The Democrats have traditionally relies on a simple technique: appeal to the
values of American individualism, while actually selling the American people
the virtues of the all-powerful collective.
That is the theme that emerges from the first three nights of speeches at
the Democratic convention. Note the pattern of this bait-and-switch
philosophy.
Teresa Heinz Kerry says that "Americans believed that they could know all
there is to know, build all there is to build, break down any barrier, tear
down any wall.... Americans showed the world what can happen when people
believe in amazing possibilities. And, that, for me, is the spirit of
America."
Freedom, self-confidence, a contempt for barriers and limits that certainly
is essential to the American character. But who, in Heinz Kerry's view, best
epitomizes these virtues? The inventor who develops a new product? The
entrepreneur who pioneers a new industry? The hard-working businessmen who,
in actual fact, "build all there is to build"? No. "To me, one of the best
faces America has ever projected is the face of a Peace Corps volunteer....
Those young people convey an idea of America that is all about heart and
creativity, generosity and confidence, a practical, can-do sense and a big,
big smile."
This is an attempts to connect the American character to self-effacing
self-sacrifice. It's OK to be creative, confident, and have a "can-do"
manner so long as you devote yourself to digging irrigation ditches in the
Third World. But dare to pursue your own goals and seek to improve your
own life and you are no longer part of the American dream.
This contrast is most striking in Tuesday's keynote speech by Barack Obama,
who borrows some of his eloquence from Thomas Jefferson: "Our pride is based
on a very simple premise, summed up in a declaration made over two hundred
years ago: 'We hold these truths to be self-evident, that all men are
created equal. That they are endowed by their Creator with certain
inalienable rights. That among these are life, liberty and the pursuit of
happiness.' That is the true genius of America."
But Obama goes too far and gives the whole game away. What does it mean to
believe that individuals have the right to "life, liberty, and the pursuit
of happiness"? It means that each individual has to right to be free from
government interference and free to pursue his own happiness and well-being.
The Founders held an implicit ethics of rational self-interest. It was not
the alleged self-interest of a brute who lives by plundering his fellow man,
but "self-interest properly understood" to use the phrase popular at the
time which means a system of liberty, property rights, the rule of law, and
limited government.
But Obama brushes all of this aside when he gives his recommendation of John
Kerry: "Our Party has chosen a man to lead us who embodies the best this
country has to offer.... John Kerry understands the ideals of community,
faith, and service." How did we get from "life, liberty, and the pursuit of
happiness" to "community, faith, and service"? Obama provides no answer but
it is clear, by the end of the speech, which side of that contradiction is
winning in his mind:
"Alongside our famous individualism, there's another ingredient in the
American saga. A belief that we're all connected as one people.... It is
that fundamental belief I am my brother's keeper, I am my sister's
keeper that makes this country work…. E pluribus unum. Out of many, one."

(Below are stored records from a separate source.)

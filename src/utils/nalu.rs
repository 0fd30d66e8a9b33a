// Copyright 2023 The ChromiumOS Authors
// Use of this source code is governed by a BSD-style license that can be
// found in the LICENSE file.

//! Annex B byte stream framing: start code scanning and NAL unit splitting.

use std::borrow::Cow;
use std::fmt::Debug;
use std::io::Cursor;
use std::marker::PhantomData;

use crate::bitstream_utils::unescape_rbsp;
use crate::codec::ParseError;

const START_CODE: [u8; 3] = [0x00, 0x00, 0x01];

pub trait Header: Sized {
    /// Parse the NALU header, returning it.
    fn parse<T: AsRef<[u8]>>(cursor: &Cursor<T>) -> Result<Self, ParseError>;
    /// Whether this header type indicates EOS.
    fn is_end(&self) -> bool;
    /// The length of the header.
    fn len(&self) -> usize;
    /// The raw nal_unit_type.
    fn unit_type_id(&self) -> u8;
    /// nuh_layer_id, zero for codecs without layers.
    fn layer_id(&self) -> u8 {
        0
    }
    /// TemporalId, zero for codecs without temporal sublayers in the header.
    fn temporal_id(&self) -> u8 {
        0
    }
    /// Whether the unit carries a VPS, SPS, PPS or APS.
    fn is_parameter_set(&self) -> bool;
    /// Whether the unit carries coded slice data.
    fn is_slice(&self) -> bool;
    /// Whether the unit is a slice of a picture decoding can start from.
    fn is_random_access(&self) -> bool;
}

fn find_start_code(data: &[u8]) -> Option<usize> {
    // discard all zeroes until the start code pattern is found
    data.windows(3).position(|window| window == START_CODE)
}

/// Length of `data` once trailing_zero_8bits are dropped.
fn trimmed_len(data: &[u8]) -> usize {
    data.iter().rposition(|&b| b != 0).map_or(0, |pos| pos + 1)
}

#[derive(Debug, Clone)]
pub struct Nalu<'a, U> {
    header: U,
    /// The NAL unit bytes, header included, start code and trailing zero bytes
    /// excluded. Emulation prevention bytes are still present.
    data: Cow<'a, [u8]>,
    /// Offset of the first header byte in the byte stream.
    offset: u64,
    /// Offset of the start code, including the leading zero_byte if any.
    sc_offset: u64,
}

impl<'a, U> Nalu<'a, U>
where
    U: Debug + Header,
{
    /// Find the next Annex B encoded NAL unit.
    ///
    /// The cursor is moved past the NAL unit before its header is parsed, so
    /// calling `next` again after an error resumes with the following unit.
    /// Returns `Ok(None)` once no start code is left.
    pub fn next(cursor: &mut Cursor<&'a [u8]>) -> Result<Option<Self>, ParseError> {
        let data: &'a [u8] = *cursor.get_ref();
        let pos = usize::try_from(cursor.position())
            .unwrap_or(data.len())
            .min(data.len());

        // Find the start code for this NALU
        let current_nalu_offset = match find_start_code(&data[pos..]) {
            Some(offset) => offset,
            None => {
                cursor.set_position(data.len() as u64);
                return Ok(None);
            }
        };

        let mut start_code_offset = pos + current_nalu_offset;

        // If the preceding byte is 00, then we actually have a four byte SC,
        // i.e. 00 00 00 01 Where the first 00 is the "zero_byte()"
        if start_code_offset > 0 && data[start_code_offset - 1] == 00 {
            start_code_offset -= 1;
        }

        // The NALU offset is its offset + 3 bytes to skip the start code.
        let nalu_offset = pos + current_nalu_offset + 3;

        // Find the start of the subsequent NALU. Whatever data is left must be
        // part of the current NALU otherwise.
        let next_start_code = find_start_code(&data[nalu_offset..])
            .map_or(data.len(), |offset| nalu_offset + offset);

        cursor.set_position(next_start_code as u64);

        // Discard trailing_zero_8bits
        let nal_size = trimmed_len(&data[nalu_offset..next_start_code]);

        Self::from_parts(
            Cow::Borrowed(&data[nalu_offset..nalu_offset + nal_size]),
            nalu_offset as u64,
            start_code_offset as u64,
        )
        .map(Some)
    }

    /// Builds a NAL unit out of a span produced by a [`StartCodeScanner`].
    pub fn from_span(span: NalSpan) -> Result<Nalu<'static, U>, ParseError> {
        Nalu::from_parts(Cow::Owned(span.data), span.offset, span.sc_offset)
    }

    fn from_parts<'b>(
        data: Cow<'b, [u8]>,
        offset: u64,
        sc_offset: u64,
    ) -> Result<Nalu<'b, U>, ParseError> {
        if data.is_empty() {
            return Err(ParseError::MalformedNalHeader(format!(
                "empty NAL unit at offset {}",
                offset
            )));
        }

        let header = U::parse(&Cursor::new(data.as_ref()))?;
        if data.len() < header.len() {
            return Err(ParseError::MalformedNalHeader(format!(
                "NAL unit at offset {} is shorter than its header",
                offset
            )));
        }

        Ok(Nalu {
            header,
            data,
            offset,
            sc_offset,
        })
    }

    /// Get a reference to the nalu's header.
    pub fn header(&self) -> &U {
        &self.header
    }

    /// Get a reference to the nalu's data.
    pub fn data(&self) -> &[u8] {
        &self.data
    }

    /// The bytes following the header, still escaped.
    pub fn payload(&self) -> &[u8] {
        &self.data[self.header.len()..]
    }

    /// The payload with emulation prevention bytes removed.
    pub fn rbsp(&self) -> Cow<[u8]> {
        unescape_rbsp(self.payload())
    }

    /// Get the nalu's size.
    pub fn size(&self) -> usize {
        self.data.len()
    }

    /// Get the nalu's offset.
    pub fn offset(&self) -> u64 {
        self.offset
    }

    /// Get the nalu's sc offset.
    pub fn sc_offset(&self) -> u64 {
        self.sc_offset
    }

    /// Offset one past the last byte of the unit.
    pub fn end_offset(&self) -> u64 {
        self.offset + self.data.len() as u64
    }
}

impl<U> AsRef<[u8]> for Nalu<'_, U> {
    fn as_ref(&self) -> &[u8] {
        &self.data
    }
}

/// The byte range of a NAL unit found by a [`StartCodeScanner`].
#[derive(Clone, Debug, PartialEq, Eq)]
pub struct NalSpan {
    /// Offset of the start code, including the leading zero_byte if any.
    pub sc_offset: u64,
    /// Offset of the first header byte.
    pub offset: u64,
    /// The NAL unit bytes without start code and trailing zero bytes.
    pub data: Vec<u8>,
}

/// Incremental Annex B splitter for streams that arrive in chunks.
///
/// Start codes may straddle chunk boundaries: the unscanned tail of a chunk is
/// carried over and searched again once the next chunk arrives.
#[derive(Debug, Default)]
pub struct StartCodeScanner {
    buf: Vec<u8>,
    /// Stream offset of `buf[0]`.
    base: u64,
    /// Index into `buf` where the next start code search begins.
    search_pos: usize,
    /// Start code offset and payload start index of the unit being collected.
    current: Option<(u64, usize)>,
}

impl StartCodeScanner {
    pub fn new() -> Self {
        Default::default()
    }

    /// Feeds `chunk` and returns the NAL units it completed.
    pub fn push(&mut self, chunk: &[u8]) -> Vec<NalSpan> {
        self.buf.extend_from_slice(chunk);

        let mut spans = Vec::new();
        while let Some(pos) = find_start_code(&self.buf[self.search_pos..]) {
            let sc = self.search_pos + pos;

            let mut sc_offset = sc;
            if sc > 0 && self.buf[sc - 1] == 0 {
                sc_offset -= 1;
            }

            if let Some((cur_sc, start)) = self.current.take() {
                spans.extend(self.make_span(cur_sc, start, sc));
            }

            self.current = Some((self.base + sc_offset as u64, sc + 3));
            self.search_pos = sc + 3;
        }

        // The last two bytes may be the beginning of a split start code.
        self.search_pos = self.search_pos.max(self.buf.len().saturating_sub(2));
        self.compact();

        spans
    }

    /// Signals the end of the stream and returns the last NAL unit, if any.
    pub fn finish(&mut self) -> Option<NalSpan> {
        let (cur_sc, start) = self.current.take()?;
        let end = self.buf.len();
        let span = self.make_span(cur_sc, start, end);

        self.base += end as u64;
        self.buf.clear();
        self.search_pos = 0;

        span
    }

    /// Number of bytes fed so far.
    pub fn bytes_consumed(&self) -> u64 {
        self.base + self.buf.len() as u64
    }

    fn make_span(&self, sc_offset: u64, start: usize, end: usize) -> Option<NalSpan> {
        let payload = &self.buf[start..end];
        let size = trimmed_len(payload);
        if size == 0 {
            log::debug!("Skipping empty NAL unit at offset {}", sc_offset);
            return None;
        }

        Some(NalSpan {
            sc_offset,
            offset: self.base + start as u64,
            data: payload[..size].to_vec(),
        })
    }

    fn compact(&mut self) {
        // Keep one byte before the search position for the zero_byte lookback.
        let keep_from = match self.current {
            Some((_, start)) => start.min(self.search_pos.saturating_sub(1)),
            None => self.search_pos.saturating_sub(1),
        };

        if keep_from == 0 {
            return;
        }

        if self.current.is_none() && self.base == 0 {
            log::debug!("Skipping {} bytes before the first start code", keep_from);
        }

        self.buf.drain(..keep_from);
        self.base += keep_from as u64;
        self.search_pos -= keep_from;
        if let Some((_, start)) = self.current.as_mut() {
            *start -= keep_from;
        }
    }
}

/// Iterator over the NAL units of an in-memory byte stream.
///
/// Units whose header fails to parse are yielded as errors; iteration goes on
/// with the following unit.
pub struct NalIterator<'a, U>(Cursor<&'a [u8]>, PhantomData<U>);

impl<'a, U> NalIterator<'a, U> {
    pub fn new(stream: &'a [u8]) -> Self {
        Self(Cursor::new(stream), PhantomData)
    }
}

impl<'a, U: Debug + Header> Iterator for NalIterator<'a, U> {
    type Item = Result<Nalu<'a, U>, ParseError>;

    fn next(&mut self) -> Option<Self::Item> {
        Nalu::next(&mut self.0).transpose()
    }
}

The man who made this technique most explicit was Ted Kennedy. Speaking
Tuesday night, he freely invoked Boston's Revolutionary War heritage. But
what, in his view, is that heritage? "Ideals like freedom and equality and
opportunity and fairness and common decency for all ideals that all
Americans yearn to reclaim."
"Equality" had a specific meaning to the Founders: equality of rights. It
meant that no class of aristocrats possessed special rights at the expense
of other citizens. They never endorsed egalitarianism. But you wouldn't
know that by listening to Ted Kennedy. Indeed, he cites, as the noblest
period in America's history, the Democrats' crusade for the welfare state.
"Time and again in America's history, we as Democrats have offered new
hope of a stronger, fairer, more prosperous future for all our people a
society that feeds the hungry, shelters the homeless, and cares for the
sick so that none must walk alone."
The Democrats have been told that they must not seem "anti-American" in time
of war; that they have to try to capture the patriotic American "heartland";
that they have to be "optimistic" and "Reagan-esque." And so they tried to
appeal to American values and ideals all of which are implicitly based on
individualism. But they have to harness those value to their collectivist
agenda. Hence the following grotesque paragraph, from a crucial passage in
Kennedy's speech:
"It was no accident that Massachusetts was founded as a commonwealth, a
place where authority belongs not to a single ruler, but to the people
themselves, joined together for the common good. The old system was based on
inequality.... The colonists knew they could do better, just as we know we
can do better today but only if we all work together, only if we all reach
out together, only if we all come together for the common good.... America
is a compact, a bargain, a contract. It says that all of us are connected.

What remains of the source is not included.